What to produce
Your result should be every line of the records below that contains the word "impl".

★ ★ ★ ★ ★ ★ ★

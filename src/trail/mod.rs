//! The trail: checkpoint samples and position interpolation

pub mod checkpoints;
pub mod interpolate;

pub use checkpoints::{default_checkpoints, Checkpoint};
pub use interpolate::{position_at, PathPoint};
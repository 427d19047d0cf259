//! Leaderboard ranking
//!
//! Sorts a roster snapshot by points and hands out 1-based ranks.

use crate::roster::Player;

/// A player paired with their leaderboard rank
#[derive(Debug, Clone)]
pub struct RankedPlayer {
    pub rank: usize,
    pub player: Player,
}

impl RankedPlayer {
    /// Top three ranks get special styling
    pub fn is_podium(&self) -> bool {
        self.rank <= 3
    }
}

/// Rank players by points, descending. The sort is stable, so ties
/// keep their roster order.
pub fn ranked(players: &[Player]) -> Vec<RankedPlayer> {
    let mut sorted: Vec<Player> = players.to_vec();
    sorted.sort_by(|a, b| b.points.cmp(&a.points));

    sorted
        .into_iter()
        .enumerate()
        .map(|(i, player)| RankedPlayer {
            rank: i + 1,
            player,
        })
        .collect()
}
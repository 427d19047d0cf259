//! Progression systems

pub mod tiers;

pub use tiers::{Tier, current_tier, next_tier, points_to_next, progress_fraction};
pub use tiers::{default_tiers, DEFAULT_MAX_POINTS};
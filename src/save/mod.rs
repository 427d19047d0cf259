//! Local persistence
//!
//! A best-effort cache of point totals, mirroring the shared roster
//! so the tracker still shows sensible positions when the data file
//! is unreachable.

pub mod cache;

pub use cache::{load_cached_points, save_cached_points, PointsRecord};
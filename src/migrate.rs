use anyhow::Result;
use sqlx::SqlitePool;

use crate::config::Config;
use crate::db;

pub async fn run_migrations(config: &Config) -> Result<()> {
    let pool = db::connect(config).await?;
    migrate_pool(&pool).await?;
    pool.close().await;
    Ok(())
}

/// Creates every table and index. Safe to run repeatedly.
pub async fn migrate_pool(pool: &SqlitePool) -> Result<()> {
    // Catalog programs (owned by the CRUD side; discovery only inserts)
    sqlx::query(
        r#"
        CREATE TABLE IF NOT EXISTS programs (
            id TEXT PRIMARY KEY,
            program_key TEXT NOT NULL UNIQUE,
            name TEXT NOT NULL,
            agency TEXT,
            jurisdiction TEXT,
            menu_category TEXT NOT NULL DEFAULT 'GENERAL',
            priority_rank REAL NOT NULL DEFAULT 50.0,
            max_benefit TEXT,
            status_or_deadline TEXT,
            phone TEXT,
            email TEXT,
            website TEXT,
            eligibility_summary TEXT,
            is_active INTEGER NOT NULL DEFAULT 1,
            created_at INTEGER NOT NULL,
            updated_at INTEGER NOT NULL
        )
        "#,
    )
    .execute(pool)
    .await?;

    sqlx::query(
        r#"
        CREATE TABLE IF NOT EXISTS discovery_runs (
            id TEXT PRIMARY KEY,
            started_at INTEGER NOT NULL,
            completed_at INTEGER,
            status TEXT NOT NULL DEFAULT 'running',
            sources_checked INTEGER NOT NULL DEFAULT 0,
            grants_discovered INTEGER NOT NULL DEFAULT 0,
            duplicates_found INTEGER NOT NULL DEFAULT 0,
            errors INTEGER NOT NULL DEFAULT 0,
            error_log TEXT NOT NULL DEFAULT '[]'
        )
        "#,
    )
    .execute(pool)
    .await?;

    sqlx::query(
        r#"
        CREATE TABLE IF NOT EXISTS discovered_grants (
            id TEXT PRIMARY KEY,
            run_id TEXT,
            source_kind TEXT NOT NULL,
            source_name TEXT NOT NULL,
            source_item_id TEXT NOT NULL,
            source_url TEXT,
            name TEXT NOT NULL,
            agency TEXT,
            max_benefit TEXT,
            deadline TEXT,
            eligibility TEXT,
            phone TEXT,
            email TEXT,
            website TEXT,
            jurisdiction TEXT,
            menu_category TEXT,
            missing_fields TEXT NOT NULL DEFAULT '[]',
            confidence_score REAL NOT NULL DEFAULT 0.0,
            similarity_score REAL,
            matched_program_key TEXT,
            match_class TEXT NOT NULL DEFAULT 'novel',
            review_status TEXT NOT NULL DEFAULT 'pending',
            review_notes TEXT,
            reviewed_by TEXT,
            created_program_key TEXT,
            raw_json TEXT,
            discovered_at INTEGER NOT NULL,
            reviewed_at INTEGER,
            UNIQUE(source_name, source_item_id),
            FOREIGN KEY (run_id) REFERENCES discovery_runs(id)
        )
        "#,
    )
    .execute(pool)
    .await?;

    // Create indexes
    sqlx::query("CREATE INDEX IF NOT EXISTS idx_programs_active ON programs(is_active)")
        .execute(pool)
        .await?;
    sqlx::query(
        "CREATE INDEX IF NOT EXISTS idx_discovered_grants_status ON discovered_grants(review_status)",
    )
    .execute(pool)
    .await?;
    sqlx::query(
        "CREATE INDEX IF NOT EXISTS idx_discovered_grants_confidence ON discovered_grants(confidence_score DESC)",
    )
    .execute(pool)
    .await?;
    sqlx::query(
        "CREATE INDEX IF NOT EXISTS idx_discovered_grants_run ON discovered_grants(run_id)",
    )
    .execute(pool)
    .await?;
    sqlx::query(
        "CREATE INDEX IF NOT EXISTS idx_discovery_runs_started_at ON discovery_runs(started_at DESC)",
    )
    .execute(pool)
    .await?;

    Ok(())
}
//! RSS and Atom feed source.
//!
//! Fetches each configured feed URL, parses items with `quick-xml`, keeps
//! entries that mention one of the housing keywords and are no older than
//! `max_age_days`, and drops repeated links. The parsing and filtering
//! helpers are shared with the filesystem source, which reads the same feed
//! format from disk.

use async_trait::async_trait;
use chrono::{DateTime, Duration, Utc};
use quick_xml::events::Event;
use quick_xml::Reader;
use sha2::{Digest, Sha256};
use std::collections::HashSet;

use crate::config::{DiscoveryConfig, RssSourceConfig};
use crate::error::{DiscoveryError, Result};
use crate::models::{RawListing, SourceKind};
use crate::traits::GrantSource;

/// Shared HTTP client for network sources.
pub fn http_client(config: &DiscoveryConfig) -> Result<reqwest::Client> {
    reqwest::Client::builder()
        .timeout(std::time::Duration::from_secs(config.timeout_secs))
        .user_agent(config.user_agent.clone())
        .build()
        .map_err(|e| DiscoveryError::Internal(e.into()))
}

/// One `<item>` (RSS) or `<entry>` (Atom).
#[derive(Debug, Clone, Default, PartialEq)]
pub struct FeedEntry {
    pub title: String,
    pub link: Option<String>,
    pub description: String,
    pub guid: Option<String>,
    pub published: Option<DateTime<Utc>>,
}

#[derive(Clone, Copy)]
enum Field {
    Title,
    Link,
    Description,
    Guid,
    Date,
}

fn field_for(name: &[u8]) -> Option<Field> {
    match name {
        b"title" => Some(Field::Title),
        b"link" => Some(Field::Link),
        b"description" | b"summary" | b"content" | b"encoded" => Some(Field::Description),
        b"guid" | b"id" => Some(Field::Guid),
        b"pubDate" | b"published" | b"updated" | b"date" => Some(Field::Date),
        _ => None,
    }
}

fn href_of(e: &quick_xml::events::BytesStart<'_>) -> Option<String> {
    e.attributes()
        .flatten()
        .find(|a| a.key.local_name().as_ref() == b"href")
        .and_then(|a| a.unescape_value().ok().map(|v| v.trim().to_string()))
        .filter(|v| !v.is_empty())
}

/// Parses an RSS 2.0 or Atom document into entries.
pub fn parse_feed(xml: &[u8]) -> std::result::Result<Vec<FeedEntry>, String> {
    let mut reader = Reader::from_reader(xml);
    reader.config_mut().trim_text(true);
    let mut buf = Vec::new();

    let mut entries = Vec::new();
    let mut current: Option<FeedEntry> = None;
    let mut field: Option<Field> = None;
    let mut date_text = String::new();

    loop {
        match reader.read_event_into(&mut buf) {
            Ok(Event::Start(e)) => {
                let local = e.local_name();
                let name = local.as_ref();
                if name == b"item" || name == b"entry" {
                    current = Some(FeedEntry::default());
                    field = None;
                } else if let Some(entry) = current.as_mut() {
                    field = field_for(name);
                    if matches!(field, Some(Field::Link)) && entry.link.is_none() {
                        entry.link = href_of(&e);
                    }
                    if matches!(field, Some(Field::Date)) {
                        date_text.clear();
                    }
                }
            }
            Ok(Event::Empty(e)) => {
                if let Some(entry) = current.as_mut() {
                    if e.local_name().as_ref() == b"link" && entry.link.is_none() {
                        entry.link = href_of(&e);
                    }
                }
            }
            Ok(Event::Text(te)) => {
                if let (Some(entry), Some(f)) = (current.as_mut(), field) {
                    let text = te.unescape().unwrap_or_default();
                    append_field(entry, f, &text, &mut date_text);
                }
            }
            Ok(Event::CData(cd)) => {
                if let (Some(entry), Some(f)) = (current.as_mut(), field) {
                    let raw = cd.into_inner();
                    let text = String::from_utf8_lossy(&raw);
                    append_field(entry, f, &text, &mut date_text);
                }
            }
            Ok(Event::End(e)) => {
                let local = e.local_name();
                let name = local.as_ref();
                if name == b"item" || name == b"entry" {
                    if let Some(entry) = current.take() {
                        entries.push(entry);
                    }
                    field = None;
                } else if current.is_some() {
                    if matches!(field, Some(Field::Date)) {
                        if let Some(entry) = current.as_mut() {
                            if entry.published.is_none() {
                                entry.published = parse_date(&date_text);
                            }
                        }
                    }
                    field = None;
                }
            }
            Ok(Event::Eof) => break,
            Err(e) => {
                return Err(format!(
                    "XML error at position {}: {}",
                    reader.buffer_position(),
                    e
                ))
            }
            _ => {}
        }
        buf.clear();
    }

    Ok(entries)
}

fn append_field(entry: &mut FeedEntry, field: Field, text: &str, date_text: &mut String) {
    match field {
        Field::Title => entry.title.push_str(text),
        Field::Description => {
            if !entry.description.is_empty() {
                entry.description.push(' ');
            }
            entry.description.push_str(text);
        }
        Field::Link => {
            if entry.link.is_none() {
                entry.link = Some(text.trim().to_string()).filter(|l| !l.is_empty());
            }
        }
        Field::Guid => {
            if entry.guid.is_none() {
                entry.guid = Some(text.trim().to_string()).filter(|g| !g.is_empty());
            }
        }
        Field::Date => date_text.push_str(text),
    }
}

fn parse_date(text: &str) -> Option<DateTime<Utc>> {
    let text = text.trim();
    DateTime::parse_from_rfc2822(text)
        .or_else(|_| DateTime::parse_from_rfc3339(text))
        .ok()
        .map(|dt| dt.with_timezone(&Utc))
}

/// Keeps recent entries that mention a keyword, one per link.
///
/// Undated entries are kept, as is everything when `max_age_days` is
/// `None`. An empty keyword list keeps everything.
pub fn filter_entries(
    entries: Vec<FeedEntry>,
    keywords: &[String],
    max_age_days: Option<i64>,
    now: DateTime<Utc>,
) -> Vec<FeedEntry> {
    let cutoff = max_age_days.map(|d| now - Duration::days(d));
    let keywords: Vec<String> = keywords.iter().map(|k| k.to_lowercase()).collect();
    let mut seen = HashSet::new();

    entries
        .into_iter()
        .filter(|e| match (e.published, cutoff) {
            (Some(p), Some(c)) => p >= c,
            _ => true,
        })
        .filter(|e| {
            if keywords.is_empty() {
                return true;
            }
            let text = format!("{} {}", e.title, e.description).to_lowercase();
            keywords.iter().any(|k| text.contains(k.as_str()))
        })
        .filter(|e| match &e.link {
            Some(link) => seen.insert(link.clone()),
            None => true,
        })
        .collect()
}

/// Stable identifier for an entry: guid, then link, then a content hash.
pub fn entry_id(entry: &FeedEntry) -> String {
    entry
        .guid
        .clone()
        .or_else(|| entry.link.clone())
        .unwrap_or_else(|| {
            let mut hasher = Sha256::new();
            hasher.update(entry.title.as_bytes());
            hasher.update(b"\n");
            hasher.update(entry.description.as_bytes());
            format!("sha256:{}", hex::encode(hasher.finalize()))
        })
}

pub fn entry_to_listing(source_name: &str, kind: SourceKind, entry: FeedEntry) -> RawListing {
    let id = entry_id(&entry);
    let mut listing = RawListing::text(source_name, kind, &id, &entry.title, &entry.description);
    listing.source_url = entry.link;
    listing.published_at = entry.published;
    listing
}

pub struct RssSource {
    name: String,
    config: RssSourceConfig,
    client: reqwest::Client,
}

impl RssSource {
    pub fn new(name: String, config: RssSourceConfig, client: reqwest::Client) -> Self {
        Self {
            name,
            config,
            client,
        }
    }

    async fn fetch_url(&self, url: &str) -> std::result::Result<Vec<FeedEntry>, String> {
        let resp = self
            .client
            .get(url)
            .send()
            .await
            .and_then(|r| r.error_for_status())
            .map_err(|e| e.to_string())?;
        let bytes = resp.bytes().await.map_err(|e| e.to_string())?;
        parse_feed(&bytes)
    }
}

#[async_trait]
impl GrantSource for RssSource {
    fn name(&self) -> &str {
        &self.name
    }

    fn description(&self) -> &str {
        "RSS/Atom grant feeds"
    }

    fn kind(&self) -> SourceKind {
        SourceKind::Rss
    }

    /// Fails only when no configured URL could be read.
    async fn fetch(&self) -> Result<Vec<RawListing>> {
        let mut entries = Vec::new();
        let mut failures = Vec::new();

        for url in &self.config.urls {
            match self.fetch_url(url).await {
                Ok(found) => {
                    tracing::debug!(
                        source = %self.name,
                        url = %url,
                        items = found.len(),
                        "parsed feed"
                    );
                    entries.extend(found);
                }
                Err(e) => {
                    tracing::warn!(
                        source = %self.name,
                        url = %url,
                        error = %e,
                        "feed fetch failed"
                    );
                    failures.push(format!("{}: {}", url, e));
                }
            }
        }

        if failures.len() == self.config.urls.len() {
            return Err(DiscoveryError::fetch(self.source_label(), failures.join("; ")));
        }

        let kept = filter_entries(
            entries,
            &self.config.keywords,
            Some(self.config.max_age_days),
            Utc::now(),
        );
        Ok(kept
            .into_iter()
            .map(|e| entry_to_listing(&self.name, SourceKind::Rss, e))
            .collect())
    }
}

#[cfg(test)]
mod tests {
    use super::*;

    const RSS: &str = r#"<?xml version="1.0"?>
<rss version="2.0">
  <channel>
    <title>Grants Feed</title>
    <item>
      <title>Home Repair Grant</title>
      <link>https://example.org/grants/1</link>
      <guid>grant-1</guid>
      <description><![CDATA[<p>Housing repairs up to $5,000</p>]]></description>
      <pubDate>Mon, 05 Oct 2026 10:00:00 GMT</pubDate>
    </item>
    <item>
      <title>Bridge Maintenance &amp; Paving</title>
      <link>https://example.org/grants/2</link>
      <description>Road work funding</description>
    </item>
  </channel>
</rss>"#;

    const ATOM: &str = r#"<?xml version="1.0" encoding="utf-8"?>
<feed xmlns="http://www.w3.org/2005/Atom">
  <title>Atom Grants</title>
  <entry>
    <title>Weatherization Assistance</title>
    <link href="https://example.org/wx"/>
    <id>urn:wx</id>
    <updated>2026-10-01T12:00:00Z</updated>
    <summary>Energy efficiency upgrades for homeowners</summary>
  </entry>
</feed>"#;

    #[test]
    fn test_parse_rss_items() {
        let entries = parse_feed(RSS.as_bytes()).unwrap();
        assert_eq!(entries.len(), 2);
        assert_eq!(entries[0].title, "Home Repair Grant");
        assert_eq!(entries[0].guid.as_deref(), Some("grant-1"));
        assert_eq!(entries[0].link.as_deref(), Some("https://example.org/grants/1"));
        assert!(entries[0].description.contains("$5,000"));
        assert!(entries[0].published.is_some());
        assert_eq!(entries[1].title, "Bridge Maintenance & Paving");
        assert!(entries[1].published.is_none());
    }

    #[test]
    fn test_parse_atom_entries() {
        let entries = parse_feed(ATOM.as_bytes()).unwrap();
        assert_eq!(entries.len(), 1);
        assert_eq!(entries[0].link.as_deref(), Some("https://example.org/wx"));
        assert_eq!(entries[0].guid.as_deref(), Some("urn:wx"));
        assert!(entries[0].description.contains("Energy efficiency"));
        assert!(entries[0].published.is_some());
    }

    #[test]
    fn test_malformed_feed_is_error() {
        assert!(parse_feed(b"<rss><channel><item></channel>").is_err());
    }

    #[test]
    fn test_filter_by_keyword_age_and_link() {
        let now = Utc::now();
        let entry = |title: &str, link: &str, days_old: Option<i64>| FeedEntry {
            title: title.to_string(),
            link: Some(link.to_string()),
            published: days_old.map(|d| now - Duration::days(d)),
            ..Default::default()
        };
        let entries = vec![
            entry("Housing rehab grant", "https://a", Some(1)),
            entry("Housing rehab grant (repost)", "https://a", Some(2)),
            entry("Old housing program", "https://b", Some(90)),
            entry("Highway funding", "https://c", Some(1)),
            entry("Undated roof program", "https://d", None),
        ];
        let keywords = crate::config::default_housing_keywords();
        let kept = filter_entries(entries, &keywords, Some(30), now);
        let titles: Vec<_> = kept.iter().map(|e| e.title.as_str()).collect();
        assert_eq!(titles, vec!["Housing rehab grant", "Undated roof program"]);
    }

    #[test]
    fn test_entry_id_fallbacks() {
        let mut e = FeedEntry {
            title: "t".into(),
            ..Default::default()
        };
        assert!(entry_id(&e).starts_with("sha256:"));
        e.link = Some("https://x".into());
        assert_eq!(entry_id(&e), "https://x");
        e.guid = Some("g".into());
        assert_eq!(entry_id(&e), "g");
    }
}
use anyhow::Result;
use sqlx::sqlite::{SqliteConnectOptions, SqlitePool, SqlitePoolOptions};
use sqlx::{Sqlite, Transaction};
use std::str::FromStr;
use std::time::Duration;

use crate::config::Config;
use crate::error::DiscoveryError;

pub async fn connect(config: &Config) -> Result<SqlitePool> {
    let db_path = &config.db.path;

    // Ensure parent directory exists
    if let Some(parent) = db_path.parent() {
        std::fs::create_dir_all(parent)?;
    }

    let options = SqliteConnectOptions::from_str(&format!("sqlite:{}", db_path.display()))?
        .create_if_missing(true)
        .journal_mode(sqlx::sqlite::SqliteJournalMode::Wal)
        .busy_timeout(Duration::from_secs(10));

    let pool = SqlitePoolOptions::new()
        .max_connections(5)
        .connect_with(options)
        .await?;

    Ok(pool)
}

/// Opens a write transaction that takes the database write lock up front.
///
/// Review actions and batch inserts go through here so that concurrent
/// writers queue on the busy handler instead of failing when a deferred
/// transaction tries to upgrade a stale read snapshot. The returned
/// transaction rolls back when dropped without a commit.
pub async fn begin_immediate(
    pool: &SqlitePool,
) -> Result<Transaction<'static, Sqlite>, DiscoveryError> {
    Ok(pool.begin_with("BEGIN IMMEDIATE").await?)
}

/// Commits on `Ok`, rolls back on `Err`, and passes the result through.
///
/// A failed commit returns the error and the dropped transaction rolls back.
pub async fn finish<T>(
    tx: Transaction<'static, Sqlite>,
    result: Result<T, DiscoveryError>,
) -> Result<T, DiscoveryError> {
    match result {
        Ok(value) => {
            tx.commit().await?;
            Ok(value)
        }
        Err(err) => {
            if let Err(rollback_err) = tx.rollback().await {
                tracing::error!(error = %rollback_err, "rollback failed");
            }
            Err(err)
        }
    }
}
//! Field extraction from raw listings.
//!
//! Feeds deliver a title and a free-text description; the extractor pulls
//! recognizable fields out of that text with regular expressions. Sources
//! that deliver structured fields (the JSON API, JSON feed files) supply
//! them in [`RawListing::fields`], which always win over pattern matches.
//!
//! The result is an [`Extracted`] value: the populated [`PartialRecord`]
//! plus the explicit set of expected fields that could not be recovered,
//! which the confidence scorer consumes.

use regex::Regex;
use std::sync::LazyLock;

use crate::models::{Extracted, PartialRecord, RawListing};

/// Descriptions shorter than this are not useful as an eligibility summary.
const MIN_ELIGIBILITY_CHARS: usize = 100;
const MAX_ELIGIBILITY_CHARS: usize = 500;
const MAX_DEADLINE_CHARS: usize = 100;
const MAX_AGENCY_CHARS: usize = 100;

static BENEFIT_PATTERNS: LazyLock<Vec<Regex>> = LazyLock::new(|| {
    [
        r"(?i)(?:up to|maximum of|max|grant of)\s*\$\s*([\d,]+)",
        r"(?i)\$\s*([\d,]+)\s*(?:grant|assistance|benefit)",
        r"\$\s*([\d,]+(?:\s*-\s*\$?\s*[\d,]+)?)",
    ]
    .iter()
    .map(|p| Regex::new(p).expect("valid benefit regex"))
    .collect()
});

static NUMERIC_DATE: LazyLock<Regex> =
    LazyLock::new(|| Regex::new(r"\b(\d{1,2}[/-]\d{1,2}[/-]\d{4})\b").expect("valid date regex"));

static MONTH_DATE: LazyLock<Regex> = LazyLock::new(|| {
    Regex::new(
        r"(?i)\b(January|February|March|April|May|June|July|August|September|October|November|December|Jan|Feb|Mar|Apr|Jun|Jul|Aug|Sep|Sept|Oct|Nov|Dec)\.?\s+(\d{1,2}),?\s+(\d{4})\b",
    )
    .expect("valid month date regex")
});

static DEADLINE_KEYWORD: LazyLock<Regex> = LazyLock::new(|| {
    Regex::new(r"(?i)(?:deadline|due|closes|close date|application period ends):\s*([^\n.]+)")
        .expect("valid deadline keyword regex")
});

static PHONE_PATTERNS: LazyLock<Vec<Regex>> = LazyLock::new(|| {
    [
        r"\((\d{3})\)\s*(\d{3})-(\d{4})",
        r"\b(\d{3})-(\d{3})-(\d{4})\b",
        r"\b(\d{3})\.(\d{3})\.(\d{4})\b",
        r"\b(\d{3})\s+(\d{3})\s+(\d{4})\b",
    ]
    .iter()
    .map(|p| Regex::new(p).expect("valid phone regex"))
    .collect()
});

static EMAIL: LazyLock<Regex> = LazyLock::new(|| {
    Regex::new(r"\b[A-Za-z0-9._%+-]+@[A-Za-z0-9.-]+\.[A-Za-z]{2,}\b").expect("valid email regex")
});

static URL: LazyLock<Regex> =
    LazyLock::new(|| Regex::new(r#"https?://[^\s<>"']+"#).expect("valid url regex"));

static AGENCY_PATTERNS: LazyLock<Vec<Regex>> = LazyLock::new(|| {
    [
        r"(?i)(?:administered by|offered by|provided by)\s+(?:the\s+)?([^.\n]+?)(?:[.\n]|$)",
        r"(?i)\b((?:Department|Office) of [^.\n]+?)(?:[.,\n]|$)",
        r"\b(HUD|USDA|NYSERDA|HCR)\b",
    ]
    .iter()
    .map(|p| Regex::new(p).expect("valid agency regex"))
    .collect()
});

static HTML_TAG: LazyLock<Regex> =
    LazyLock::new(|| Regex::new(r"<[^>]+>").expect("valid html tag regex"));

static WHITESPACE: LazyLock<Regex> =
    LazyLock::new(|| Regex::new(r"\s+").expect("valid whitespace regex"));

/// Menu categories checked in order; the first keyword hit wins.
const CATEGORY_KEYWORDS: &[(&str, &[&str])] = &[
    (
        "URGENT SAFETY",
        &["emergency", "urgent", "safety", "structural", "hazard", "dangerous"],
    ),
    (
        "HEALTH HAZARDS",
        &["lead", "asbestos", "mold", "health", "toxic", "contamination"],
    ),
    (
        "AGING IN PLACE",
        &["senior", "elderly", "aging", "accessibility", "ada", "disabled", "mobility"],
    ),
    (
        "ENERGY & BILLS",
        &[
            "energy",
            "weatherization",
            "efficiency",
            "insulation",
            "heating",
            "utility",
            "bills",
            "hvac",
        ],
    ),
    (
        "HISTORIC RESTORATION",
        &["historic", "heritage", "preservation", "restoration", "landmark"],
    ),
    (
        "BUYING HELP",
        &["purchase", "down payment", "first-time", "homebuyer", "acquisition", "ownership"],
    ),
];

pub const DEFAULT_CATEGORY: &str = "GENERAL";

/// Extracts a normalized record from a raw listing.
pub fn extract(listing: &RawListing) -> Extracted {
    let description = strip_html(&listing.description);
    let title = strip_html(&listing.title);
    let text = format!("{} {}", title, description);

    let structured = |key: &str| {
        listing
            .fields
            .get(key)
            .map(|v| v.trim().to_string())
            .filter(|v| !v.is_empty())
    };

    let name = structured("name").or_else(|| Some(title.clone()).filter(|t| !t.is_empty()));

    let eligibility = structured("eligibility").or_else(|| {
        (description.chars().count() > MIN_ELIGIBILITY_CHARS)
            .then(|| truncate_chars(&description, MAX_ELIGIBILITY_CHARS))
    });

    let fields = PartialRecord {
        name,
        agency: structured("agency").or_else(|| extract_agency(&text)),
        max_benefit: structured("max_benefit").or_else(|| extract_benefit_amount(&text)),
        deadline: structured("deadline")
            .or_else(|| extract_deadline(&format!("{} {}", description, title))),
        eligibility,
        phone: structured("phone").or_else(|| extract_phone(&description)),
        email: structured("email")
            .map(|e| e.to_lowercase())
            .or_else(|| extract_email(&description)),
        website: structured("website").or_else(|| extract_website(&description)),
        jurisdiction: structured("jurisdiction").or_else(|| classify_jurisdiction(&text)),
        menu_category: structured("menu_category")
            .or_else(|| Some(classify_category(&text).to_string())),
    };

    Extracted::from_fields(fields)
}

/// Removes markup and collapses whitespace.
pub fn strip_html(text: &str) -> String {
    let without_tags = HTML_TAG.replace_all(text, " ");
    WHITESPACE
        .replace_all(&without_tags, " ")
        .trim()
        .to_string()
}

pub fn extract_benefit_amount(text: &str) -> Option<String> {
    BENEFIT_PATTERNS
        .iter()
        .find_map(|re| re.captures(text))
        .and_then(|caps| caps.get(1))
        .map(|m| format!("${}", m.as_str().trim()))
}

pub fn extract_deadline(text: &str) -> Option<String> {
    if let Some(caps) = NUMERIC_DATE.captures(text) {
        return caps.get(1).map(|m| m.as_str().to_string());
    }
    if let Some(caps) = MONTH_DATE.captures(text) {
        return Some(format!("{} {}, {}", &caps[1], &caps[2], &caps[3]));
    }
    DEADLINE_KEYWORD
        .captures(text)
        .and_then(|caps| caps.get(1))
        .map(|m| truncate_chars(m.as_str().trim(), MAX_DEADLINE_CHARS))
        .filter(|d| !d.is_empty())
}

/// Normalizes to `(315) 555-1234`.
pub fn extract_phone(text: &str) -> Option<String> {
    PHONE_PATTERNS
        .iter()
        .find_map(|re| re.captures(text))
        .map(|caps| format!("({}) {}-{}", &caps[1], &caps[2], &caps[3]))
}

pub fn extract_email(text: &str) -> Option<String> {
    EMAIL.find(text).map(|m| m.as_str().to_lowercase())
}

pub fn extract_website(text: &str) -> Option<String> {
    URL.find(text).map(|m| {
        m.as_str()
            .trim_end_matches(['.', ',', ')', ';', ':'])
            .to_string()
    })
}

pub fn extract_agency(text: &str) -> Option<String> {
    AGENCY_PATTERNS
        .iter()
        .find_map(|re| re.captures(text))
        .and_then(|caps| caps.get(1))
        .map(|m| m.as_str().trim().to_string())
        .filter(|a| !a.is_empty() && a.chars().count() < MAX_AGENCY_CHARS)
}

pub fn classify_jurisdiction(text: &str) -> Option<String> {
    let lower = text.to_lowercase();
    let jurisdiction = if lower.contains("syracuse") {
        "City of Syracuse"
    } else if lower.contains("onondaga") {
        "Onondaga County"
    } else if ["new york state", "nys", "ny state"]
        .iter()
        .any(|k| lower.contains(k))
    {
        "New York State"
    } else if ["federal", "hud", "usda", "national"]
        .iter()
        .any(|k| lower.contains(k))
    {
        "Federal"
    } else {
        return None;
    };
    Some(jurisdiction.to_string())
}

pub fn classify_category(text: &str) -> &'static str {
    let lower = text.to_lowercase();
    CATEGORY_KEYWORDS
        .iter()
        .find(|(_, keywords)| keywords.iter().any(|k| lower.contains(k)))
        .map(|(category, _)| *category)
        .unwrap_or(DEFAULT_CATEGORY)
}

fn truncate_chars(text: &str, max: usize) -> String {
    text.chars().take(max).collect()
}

★ ★ ★ ★ ★ ★ ★

Exercise result
impl RankedPlayer {
impl RssSource {
impl GrantSource for RssSource {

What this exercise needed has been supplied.